#### Activity
Copy exactly the lines from the start of the data below through the one that carries "with environment-specific configuration", and only those.

== Data for review ==

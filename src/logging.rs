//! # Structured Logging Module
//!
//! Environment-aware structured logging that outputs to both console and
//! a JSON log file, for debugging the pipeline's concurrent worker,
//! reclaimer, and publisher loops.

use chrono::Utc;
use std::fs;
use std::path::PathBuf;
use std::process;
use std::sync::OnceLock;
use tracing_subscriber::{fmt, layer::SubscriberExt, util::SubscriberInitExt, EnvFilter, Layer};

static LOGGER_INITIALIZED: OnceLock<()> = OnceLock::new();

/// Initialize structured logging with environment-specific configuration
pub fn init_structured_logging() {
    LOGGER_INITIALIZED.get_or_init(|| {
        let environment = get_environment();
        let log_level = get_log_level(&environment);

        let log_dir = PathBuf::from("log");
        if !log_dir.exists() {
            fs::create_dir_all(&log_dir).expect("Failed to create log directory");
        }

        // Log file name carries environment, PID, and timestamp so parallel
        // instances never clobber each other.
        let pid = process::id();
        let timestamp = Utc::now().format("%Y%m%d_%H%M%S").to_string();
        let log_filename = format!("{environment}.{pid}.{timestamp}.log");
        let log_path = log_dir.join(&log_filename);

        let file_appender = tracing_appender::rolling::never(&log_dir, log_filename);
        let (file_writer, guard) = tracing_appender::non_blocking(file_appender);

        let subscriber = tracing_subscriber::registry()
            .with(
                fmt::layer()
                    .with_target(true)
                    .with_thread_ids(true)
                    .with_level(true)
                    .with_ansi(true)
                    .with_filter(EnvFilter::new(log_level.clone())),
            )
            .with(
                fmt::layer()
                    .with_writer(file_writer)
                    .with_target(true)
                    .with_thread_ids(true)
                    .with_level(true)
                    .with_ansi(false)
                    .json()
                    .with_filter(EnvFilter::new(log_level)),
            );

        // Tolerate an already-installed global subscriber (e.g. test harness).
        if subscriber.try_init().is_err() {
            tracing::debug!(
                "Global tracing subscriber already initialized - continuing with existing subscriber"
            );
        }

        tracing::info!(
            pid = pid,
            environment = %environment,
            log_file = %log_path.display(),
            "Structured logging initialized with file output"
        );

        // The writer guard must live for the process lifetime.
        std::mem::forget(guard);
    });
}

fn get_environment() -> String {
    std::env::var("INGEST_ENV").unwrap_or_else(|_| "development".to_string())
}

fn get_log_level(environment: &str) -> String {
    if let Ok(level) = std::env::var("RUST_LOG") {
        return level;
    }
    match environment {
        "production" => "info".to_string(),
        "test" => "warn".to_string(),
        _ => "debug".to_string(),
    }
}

===

#### Output for this task
filename src/logging.rs
//! # Structured Logging Module
//!
//! Environment-aware structured logging that outputs to both console and
//! a JSON log file, for debugging the pipeline's concurrent worker,
//! reclaimer, and publisher loops.

use chrono::Utc;
use std::fs;
use std::path::PathBuf;
use std::process;
use std::sync::OnceLock;
use tracing_subscriber::{fmt, layer::SubscriberExt, util::SubscriberInitExt, EnvFilter, Layer};

static LOGGER_INITIALIZED: OnceLock<()> = OnceLock::new();

/// Initialize structured logging with environment-specific configuration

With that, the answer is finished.